The protest occurred just hours before Munich mayor Dieter Reiter was due to visit the refugee centre.

Social Democratic Party (SPD) councilwoman Julia Schönfeld-Knorr told Bayerische Rundfunk that the tents were only a temporary solution for around five days until more permanent accommodation could be found.

“Tent accommodation is OK for the moment, but not if it gets any colder,” a spokeswoman for the Munich Youth Ring that manages the tents told the Sueddeutsche Zeitung.

With between two and three hundred people arriving every day, the Bayernkaserne, a former barracks which has become the main accommodation centre for asylum seekers, is over capacity.
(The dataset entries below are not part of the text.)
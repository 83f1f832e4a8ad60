//! Tabular writers turning an export [`Grid`](formstore_core::Grid) into the
//! bytes of a downloadable file.

pub mod writer;
pub mod csv;
pub mod html;
pub mod xlsx;
pub mod error;

// Re-exports
pub use writer::{TabularWriter, WriterRegistry};
pub use csv::CsvWriter;
pub use html::HtmlWriter;
pub use xlsx::XlsxWriter;
pub use error::{Error, Result};
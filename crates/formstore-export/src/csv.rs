use formstore_core::{DocumentProperties, ExportFormat, Grid};

use crate::{Result, TabularWriter};

/// Comma separated values, one line per row, header first.
#[derive(Debug, Clone, Copy, Default)]
pub struct CsvWriter;

impl TabularWriter for CsvWriter {
    fn format(&self) -> ExportFormat {
        ExportFormat::Csv
    }

    fn write(&self, grid: &Grid, _properties: &DocumentProperties) -> Result<Vec<u8>> {
        let mut csv = String::new();

        for row in std::iter::once(&grid.header).chain(grid.rows.iter()) {
            let line: Vec<String> = row.iter().map(|cell| escape(cell)).collect();
            csv.push_str(&line.join(","));
            csv.push('\n');
        }

        Ok(csv.into_bytes())
    }
}

/// Quote a field containing separators, quotes or line breaks.
fn escape(field: &str) -> String {
    if field.contains(',') || field.contains('"') || field.contains('\n') || field.contains('\r') {
        format!("\"{}\"", field.replace('"', "\"\""))
    } else {
        field.to_string()
    }
}
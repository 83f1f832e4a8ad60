use chrono::{DateTime, Utc};
use indexmap::IndexMap;
use serde::{Deserialize, Serialize};
use uuid::Uuid;

use crate::{Error, Result};

/// Upper bound for a storage identifier, counted in characters.
pub const MAX_IDENTIFIER_LENGTH: usize = 256;

/// Identifier used when a submission does not name its storage.
pub const UNDEFINED_IDENTIFIER: &str = "__undefined__";

/// Submitted field name → value, in submission order.
pub type Properties = IndexMap<String, PropertyValue>;

/// Reference to a binary attachment kept by a resource store.
#[derive(Debug, Clone, PartialEq, Eq, Serialize, Deserialize)]
pub struct ResourceRef {
    pub id: Uuid,
    pub filename: String,
    pub media_type: String,
    pub size: u64,
}

/// A single submitted value.
///
/// Stored as `{"__value": ...}` or `{"__resource": {...}}`. Every value is
/// wrapped, so submitted JSON shaped like a resource stays a plain value.
#[derive(Debug, Clone, PartialEq, Serialize, Deserialize)]
pub enum PropertyValue {
    #[serde(rename = "__value")]
    Value(serde_json::Value),
    #[serde(rename = "__resource")]
    Resource(ResourceRef),
}

impl PropertyValue {
    pub fn resource(resource: ResourceRef) -> Self {
        Self::Resource(resource)
    }

    pub fn as_resource(&self) -> Option<&ResourceRef> {
        match self {
            Self::Resource(resource) => Some(resource),
            Self::Value(_) => None,
        }
    }

    /// Human readable form used for tables and exports.
    pub fn display_value(&self) -> String {
        match self {
            Self::Resource(resource) => resource.filename.clone(),
            Self::Value(value) => display_json(value),
        }
    }
}

impl From<serde_json::Value> for PropertyValue {
    fn from(value: serde_json::Value) -> Self {
        Self::Value(value)
    }
}

impl From<&str> for PropertyValue {
    fn from(value: &str) -> Self {
        Self::Value(serde_json::Value::String(value.to_string()))
    }
}

impl From<String> for PropertyValue {
    fn from(value: String) -> Self {
        Self::Value(serde_json::Value::String(value))
    }
}

impl From<ResourceRef> for PropertyValue {
    fn from(resource: ResourceRef) -> Self {
        Self::Resource(resource)
    }
}

fn display_json(value: &serde_json::Value) -> String {
    use serde_json::Value;

    match value {
        Value::Null => String::new(),
        Value::String(s) => s.clone(),
        Value::Bool(b) => b.to_string(),
        Value::Number(n) => n.to_string(),
        // Multi-select fields
        Value::Array(items) => items
            .iter()
            .map(display_json)
            .filter(|s| !s.is_empty())
            .collect::<Vec<_>>()
            .join(", "),
        Value::Object(_) => value.to_string(),
    }
}

/// One persisted form submission.
#[derive(Debug, Clone, PartialEq, Serialize, Deserialize)]
pub struct StorageRecord {
    pub id: String,
    pub identifier: String,
    pub properties: Properties,
    pub timestamp: DateTime<Utc>,
}

impl StorageRecord {
    pub fn new(identifier: impl Into<String>, properties: Properties) -> Result<Self> {
        let identifier = identifier.into();
        validate_identifier(&identifier)?;

        Ok(Self {
            id: Uuid::new_v4().to_string(),
            identifier,
            properties,
            timestamp: Utc::now(),
        })
    }

    pub fn with_timestamp(mut self, timestamp: DateTime<Utc>) -> Self {
        self.timestamp = timestamp;
        self
    }

    pub fn get(&self, key: &str) -> Option<&PropertyValue> {
        self.properties.get(key)
    }

    /// All attachments referenced by this record.
    pub fn resources(&self) -> impl Iterator<Item = &ResourceRef> {
        self.properties.values().filter_map(PropertyValue::as_resource)
    }
}

/// Check the identifier is non-empty and within [`MAX_IDENTIFIER_LENGTH`].
pub fn validate_identifier(identifier: &str) -> Result<()> {
    if identifier.is_empty() {
        return Err(Error::InvalidIdentifier(
            "identifier must not be empty".to_string(),
        ));
    }

    let length = identifier.chars().count();
    if length > MAX_IDENTIFIER_LENGTH {
        return Err(Error::InvalidIdentifier(format!(
            "identifier is {} characters long, maximum is {}",
            length, MAX_IDENTIFIER_LENGTH
        )));
    }

    Ok(())
}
Around 100 people have been sleeping outside on cardboard boxes.

Thursday's protest was sparked off when a mother with a young baby was allowed to move into a hotel room with its own bathroom.

The police maintained their distance from the protestors and prevented traffic from entering the road while local government representatives negotiated with the asylum seekers.

Munich is the point at which two routes taken by many refugees fleeing to Germany end: one from North Africa via Italy, and the other from the Middle East through Greece and the Balkans.

Over 8,000 asylum seekers were in Munich accommodation in August 2014, the latest government figures show.

And a similar number of people had to be sent to centres scattered around the rest of Bavaria and Germany.

Refugees are divided up between the German federal states (Bundesländer) according to the “Königstein system”, which allocates the greatest number to the most populous states.

But the system is creaking under the strain, especially due to delays in offering the refugees the medical examinations required by law.

High numbers of refugees have become a political football in recent weeks, with Interior Minister Thomas de Maiziere saying that other EU countries should take some of the load, while others say that Germany can do more.